Upon its release in late 2022, ChatGPT has brought a seismic shift in the entire landscape of AI, both in research and commerce. Through instruction-tuning a large language model (LLM) with supervised fine-tuning and reinforcement learning from human feedback, it showed that a model could answer human questions and follow instructions on a broad panel of tasks. Following this success, interests in LLMs have intensified, with new LLMs flourishing at frequent interval across academia and industry, including many start-ups focused on LLMs.
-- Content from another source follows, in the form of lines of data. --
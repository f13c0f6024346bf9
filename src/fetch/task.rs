//! Diff task planning

use crate::cache::LineDiffCache;
use crate::config::DiffMode;
use crate::history::{Histories, PathFilter};
use crate::models::RevisionNumber;
use std::collections::BTreeSet;
use std::fmt;

/// One pending diff request.
#[derive(Debug, Clone, PartialEq, Eq)]
pub enum DiffTask {
    /// Diff of one file between two of its revisions.
    PerFile {
        path: String,
        new: RevisionNumber,
        old: RevisionNumber,
    },
    /// Every file touched by one revision.
    PerRevision { revision: RevisionNumber },
}

impl fmt::Display for DiffTask {
    fn fmt(&self, f: &mut fmt::Formatter<'_>) -> fmt::Result {
        match self {
            DiffTask::PerFile { path, new, old } => write!(f, "{} r{}:r{}", path, old, new),
            DiffTask::PerRevision { revision } => write!(f, "r{}", revision),
        }
    }
}

/// Lists the diffs still needed after the cache has been applied.
///
/// An event needs a diff when its lines are unknown, it has an older
/// neighbour, neither of the two is a deletion and the cache does not
/// already know the file is binary at that revision.
pub fn plan(
    histories: &Histories,
    cache: &LineDiffCache,
    filter: &PathFilter,
    mode: DiffMode,
) -> Vec<DiffTask> {
    let mut per_file = Vec::new();

    for (path, history) in histories {
        if history.is_binary() || !filter.matches(path) {
            continue;
        }
        for pair in history.revisions().windows(2) {
            let (event, older) = (&pair[0], &pair[1]);
            if event.lines_resolved()
                || event.is_deletion()
                || older.is_deletion()
                || cache.is_binary(path, event.revision)
            {
                continue;
            }
            per_file.push(DiffTask::PerFile {
                path: path.clone(),
                new: event.revision,
                old: older.revision,
            });
        }
    }

    match mode {
        DiffMode::PerFile => per_file,
        DiffMode::PerRevision => per_file
            .iter()
            .filter_map(|task| match task {
                DiffTask::PerFile { new, .. } => Some(*new),
                DiffTask::PerRevision { .. } => None,
            })
            .collect::<BTreeSet<_>>()
            .into_iter()
            .map(|revision| DiffTask::PerRevision { revision })
            .collect(),
    }
}

#[cfg(test)]
mod tests {
    use super::*;
    use crate::history::FileHistory;
    use crate::models::{Action, RevisionEvent};
    use chrono::Utc;

    fn history(path: &str, binary: bool, events: &[(u64, Action, bool)]) -> FileHistory {
        let mut h = FileHistory::new(path, binary, true);
        for (rev, action, resolved) in events {
            let mut e = RevisionEvent::new(RevisionNumber(*rev), *action, Utc::now(), "a", "");
            if *resolved {
                e.set_lines(1, 0);
            }
            h.add_revision(e);
        }
        h
    }

    fn histories() -> Histories {
        let mut h = Histories::new();
        h.insert(
            "a.c".into(),
            history(
                "a.c",
                false,
                &[
                    (9, Action::Modified, false),
                    (7, Action::Added, false),
                    (5, Action::Deleted, false),
                    (3, Action::Modified, true),
                    (2, Action::Modified, false),
                    (1, Action::Added, false),
                ],
            ),
        );
        h.insert(
            "b.c".into(),
            history("b.c", false, &[(9, Action::Modified, false), (4, Action::Added, false)]),
        );
        h.insert(
            "logo.png".into(),
            history("logo.png", true, &[(9, Action::Modified, false), (4, Action::Added, false)]),
        );
        h
    }

    #[test]
    fn test_per_file_candidates() {
        let cache = LineDiffCache::in_memory("u", "/trunk");
        let tasks = plan(&histories(), &cache, &PathFilter::default(), DiffMode::PerFile);

        assert_eq!(
            tasks,
            vec![
                DiffTask::PerFile {
                    path: "a.c".into(),
                    new: RevisionNumber(9),
                    old: RevisionNumber(7)
                },
                DiffTask::PerFile {
                    path: "a.c".into(),
                    new: RevisionNumber(2),
                    old: RevisionNumber(1)
                },
                DiffTask::PerFile {
                    path: "b.c".into(),
                    new: RevisionNumber(9),
                    old: RevisionNumber(4)
                },
            ]
        );
    }

    #[test]
    fn test_per_revision_dedups() {
        let cache = LineDiffCache::in_memory("u", "/trunk");
        let tasks = plan(&histories(), &cache, &PathFilter::default(), DiffMode::PerRevision);
        assert_eq!(
            tasks,
            vec![
                DiffTask::PerRevision {
                    revision: RevisionNumber(2)
                },
                DiffTask::PerRevision {
                    revision: RevisionNumber(9)
                },
            ]
        );
    }

    #[test]
    fn test_cached_binary_and_filtered_files_skipped() {
        let mut cache = LineDiffCache::in_memory("u", "/trunk");
        cache.record_diff("b.c", RevisionNumber(9), 0, 0, true);
        let filter = PathFilter::new(None, Some("a.c")).unwrap();

        assert!(plan(&histories(), &cache, &filter, DiffMode::PerFile).is_empty());
    }
}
While closed-source LLMs (e.g., OpenAI's GPT, Anthropic's Claude) generally outperform their open-source counterparts, the progress on the latter has been rapid with claims of achieving parity or even better on certain tasks. This has crucial implications not only on research but also on business. In this work, on the first anniversary of ChatGPT, we provide an exhaustive overview of this success, surveying all tasks where an open-source LLM has claimed to be on par or better than ChatGPT.

2022年底，ChatGPT的发布在AI的研究和商业领域引发了巨大的风潮，通过使用监督微调和强化学习来对大型语言模型进行指令调优，它展示了模型能够回答人类提出的问题并按照广泛的任务进行指令遵循，使得大型语言模型的研究兴趣得到了极大的加强，各种新的大型语言模型层出不穷，包括很多专注于大型语言模型的初创公司。然而，尽管封闭源的大型语言模型（如OpenAI的GPT和Anthropic的Claude）通常表现出色，但开源大型语言模型的进展也非常迅速，并声称在某些任务上实现了与ChatGPT持平甚至更好的结果，这对于研究和商业都具有重要的意义。在本研究中，我们在ChatGPT发布一周年之际，全面概述了这一成就，并调查了所有开源大型语言模型声称在各项任务中达到与ChatGPT持平或更好的情况。

ChatGPT的一周年：开源大规模语言模型是否在迎头赶上？